### [WORK TO COMPLETE]
Below are the records; pull every line that includes "MetadataExtractor".

### [THE DATA]
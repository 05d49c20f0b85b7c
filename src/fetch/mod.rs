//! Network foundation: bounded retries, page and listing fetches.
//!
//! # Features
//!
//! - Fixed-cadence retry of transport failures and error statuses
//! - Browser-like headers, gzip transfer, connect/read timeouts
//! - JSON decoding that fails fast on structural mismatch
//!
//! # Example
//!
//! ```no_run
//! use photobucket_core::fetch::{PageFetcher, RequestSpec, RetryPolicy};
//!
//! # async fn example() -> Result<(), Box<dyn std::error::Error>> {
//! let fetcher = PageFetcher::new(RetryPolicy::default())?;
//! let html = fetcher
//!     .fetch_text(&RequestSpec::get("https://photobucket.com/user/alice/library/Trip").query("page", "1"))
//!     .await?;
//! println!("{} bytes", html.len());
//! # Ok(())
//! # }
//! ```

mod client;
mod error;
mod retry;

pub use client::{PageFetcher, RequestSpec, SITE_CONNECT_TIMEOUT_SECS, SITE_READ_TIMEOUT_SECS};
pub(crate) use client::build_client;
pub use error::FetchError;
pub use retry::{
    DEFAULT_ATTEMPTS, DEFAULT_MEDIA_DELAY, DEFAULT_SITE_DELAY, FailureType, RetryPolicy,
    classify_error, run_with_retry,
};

--

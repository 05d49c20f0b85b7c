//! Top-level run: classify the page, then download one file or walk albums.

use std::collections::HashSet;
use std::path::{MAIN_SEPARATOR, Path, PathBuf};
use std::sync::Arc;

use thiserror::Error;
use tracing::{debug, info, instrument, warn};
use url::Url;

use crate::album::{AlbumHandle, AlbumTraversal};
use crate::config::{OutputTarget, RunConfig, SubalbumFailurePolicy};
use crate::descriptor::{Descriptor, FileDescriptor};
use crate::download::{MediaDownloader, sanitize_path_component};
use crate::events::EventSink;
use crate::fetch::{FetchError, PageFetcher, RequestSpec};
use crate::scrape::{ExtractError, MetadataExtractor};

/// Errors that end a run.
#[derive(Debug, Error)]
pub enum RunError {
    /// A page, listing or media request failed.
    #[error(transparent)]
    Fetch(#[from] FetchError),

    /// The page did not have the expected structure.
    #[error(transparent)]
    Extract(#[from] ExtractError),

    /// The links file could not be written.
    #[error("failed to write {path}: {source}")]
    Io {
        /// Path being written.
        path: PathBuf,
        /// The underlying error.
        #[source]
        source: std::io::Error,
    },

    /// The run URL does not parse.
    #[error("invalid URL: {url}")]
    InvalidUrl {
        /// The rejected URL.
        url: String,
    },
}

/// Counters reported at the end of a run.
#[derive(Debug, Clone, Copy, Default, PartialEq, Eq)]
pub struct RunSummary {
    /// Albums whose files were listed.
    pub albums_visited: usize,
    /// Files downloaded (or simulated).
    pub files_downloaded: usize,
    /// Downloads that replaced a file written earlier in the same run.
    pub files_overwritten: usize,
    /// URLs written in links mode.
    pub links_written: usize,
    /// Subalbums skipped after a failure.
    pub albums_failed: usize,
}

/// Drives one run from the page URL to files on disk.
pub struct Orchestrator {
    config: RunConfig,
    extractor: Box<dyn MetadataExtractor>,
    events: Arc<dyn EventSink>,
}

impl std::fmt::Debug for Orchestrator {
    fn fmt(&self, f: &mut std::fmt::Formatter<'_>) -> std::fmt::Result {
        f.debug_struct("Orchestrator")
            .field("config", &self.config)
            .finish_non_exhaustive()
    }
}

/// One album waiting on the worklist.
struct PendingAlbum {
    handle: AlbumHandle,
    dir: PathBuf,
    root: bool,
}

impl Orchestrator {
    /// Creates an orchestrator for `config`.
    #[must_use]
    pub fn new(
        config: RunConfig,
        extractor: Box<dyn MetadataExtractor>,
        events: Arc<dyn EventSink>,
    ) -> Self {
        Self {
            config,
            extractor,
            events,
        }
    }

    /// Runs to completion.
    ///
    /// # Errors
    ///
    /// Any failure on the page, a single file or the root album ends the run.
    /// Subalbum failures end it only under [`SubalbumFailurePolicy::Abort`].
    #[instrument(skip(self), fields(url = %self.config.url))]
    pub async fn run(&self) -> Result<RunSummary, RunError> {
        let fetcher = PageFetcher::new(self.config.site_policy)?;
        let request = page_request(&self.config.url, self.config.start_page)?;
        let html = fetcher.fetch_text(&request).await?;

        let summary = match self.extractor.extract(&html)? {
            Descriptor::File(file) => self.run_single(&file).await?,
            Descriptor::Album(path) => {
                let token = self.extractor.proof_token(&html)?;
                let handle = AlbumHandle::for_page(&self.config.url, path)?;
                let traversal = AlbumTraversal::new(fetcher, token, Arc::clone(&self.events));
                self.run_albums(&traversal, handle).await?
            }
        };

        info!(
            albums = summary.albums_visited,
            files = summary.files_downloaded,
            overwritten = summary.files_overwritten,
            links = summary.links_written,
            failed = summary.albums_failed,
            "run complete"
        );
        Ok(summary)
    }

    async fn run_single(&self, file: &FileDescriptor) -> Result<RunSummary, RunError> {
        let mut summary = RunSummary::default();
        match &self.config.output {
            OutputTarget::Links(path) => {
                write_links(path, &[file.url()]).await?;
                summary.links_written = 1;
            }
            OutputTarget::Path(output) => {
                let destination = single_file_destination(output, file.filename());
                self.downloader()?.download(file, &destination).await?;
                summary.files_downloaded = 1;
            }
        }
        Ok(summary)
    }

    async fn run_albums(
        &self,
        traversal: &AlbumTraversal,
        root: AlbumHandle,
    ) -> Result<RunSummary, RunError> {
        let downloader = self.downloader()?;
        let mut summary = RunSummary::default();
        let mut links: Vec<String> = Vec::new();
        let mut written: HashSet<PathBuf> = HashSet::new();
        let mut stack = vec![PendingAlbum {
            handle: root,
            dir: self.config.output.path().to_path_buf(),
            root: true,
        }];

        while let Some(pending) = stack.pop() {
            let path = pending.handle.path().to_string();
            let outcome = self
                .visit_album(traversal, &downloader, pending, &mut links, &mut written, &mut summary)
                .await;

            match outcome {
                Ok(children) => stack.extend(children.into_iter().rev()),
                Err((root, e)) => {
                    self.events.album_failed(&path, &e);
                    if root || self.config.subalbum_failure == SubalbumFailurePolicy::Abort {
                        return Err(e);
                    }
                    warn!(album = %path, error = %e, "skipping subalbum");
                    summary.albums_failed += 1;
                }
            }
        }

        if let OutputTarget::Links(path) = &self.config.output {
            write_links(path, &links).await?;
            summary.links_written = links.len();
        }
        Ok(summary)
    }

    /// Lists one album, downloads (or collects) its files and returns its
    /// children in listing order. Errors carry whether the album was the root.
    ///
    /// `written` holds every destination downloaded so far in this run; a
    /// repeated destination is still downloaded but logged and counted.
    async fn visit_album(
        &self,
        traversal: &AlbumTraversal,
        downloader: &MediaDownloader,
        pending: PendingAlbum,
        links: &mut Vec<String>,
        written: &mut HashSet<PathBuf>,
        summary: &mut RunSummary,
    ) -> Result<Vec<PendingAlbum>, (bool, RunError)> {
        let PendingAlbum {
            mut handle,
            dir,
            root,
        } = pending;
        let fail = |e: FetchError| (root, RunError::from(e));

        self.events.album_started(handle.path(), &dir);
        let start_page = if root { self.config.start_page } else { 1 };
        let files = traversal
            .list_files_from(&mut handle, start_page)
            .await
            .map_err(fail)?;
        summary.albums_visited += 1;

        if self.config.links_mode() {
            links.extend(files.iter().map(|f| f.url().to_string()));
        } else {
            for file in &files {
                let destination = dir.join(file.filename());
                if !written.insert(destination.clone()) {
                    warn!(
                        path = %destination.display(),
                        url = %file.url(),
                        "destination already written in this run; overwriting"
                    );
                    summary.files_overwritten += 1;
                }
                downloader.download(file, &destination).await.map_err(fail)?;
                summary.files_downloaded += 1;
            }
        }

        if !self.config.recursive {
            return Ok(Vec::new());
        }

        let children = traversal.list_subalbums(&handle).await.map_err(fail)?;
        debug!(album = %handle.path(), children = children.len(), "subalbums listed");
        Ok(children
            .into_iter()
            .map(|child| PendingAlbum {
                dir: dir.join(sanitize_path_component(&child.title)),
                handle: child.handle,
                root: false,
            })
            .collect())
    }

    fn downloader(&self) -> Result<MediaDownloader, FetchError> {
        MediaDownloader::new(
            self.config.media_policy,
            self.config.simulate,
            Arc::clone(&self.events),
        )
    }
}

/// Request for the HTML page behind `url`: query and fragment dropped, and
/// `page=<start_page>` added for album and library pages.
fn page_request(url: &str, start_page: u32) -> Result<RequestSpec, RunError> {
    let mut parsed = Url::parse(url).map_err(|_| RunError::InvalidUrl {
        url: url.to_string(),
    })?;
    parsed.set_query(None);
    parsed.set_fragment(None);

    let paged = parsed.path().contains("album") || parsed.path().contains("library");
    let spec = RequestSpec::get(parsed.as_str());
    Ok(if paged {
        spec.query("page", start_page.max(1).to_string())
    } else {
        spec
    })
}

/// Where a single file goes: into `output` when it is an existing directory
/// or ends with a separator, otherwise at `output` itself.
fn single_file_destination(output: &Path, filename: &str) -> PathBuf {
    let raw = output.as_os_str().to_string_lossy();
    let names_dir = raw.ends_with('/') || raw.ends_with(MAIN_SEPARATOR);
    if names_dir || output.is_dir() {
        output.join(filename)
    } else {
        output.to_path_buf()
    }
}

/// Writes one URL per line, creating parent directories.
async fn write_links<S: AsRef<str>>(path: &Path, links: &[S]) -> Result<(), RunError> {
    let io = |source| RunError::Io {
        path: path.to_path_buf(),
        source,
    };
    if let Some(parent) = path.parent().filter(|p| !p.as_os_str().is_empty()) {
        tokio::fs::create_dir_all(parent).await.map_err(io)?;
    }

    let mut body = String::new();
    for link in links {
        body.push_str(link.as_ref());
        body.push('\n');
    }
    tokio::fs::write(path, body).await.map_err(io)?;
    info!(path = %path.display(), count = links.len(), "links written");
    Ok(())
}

==

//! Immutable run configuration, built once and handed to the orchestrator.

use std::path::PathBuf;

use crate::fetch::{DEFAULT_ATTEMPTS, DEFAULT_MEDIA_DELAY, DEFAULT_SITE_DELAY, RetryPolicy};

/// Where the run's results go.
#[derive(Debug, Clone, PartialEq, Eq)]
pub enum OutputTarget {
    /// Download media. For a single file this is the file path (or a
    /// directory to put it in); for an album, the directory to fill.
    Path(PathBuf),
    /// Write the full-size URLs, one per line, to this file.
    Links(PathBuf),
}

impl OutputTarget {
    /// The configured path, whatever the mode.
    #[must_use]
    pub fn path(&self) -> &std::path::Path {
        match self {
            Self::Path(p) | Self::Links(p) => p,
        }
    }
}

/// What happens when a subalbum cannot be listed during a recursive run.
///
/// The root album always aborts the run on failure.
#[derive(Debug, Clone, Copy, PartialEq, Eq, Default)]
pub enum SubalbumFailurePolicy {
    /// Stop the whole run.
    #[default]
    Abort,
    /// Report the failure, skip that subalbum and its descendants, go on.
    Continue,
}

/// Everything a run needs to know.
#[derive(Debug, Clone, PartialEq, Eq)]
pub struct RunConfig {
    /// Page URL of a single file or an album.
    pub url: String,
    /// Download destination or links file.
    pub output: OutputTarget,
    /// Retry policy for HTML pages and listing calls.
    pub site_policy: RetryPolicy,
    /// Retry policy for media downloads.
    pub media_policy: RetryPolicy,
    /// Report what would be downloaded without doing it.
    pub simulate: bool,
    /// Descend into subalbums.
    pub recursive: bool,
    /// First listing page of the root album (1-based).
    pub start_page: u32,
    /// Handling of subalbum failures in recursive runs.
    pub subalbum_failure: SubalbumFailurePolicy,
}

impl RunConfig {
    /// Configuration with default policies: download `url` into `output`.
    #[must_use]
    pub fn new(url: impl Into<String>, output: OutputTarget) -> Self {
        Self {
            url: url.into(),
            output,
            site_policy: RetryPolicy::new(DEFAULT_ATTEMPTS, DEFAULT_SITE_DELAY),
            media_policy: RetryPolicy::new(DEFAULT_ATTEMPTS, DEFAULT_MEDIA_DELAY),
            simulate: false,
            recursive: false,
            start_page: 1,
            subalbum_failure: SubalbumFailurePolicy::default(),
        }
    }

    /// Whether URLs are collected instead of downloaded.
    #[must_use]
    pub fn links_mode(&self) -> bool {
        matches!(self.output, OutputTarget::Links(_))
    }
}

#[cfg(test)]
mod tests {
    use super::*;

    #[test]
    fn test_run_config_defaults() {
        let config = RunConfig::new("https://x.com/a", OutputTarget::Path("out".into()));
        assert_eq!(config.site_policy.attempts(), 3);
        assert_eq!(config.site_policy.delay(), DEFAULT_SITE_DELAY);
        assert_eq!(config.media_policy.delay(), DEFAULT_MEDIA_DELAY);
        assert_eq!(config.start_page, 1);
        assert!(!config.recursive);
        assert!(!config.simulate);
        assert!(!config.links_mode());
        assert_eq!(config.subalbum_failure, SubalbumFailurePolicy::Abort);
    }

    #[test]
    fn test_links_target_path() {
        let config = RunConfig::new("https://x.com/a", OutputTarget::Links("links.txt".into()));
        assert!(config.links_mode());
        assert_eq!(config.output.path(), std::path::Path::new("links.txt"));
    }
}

### [OUTPUT OF THE TASK]
use crate::scrape::{ExtractError, MetadataExtractor};
    extractor: Box<dyn MetadataExtractor>,
        extractor: Box<dyn MetadataExtractor>,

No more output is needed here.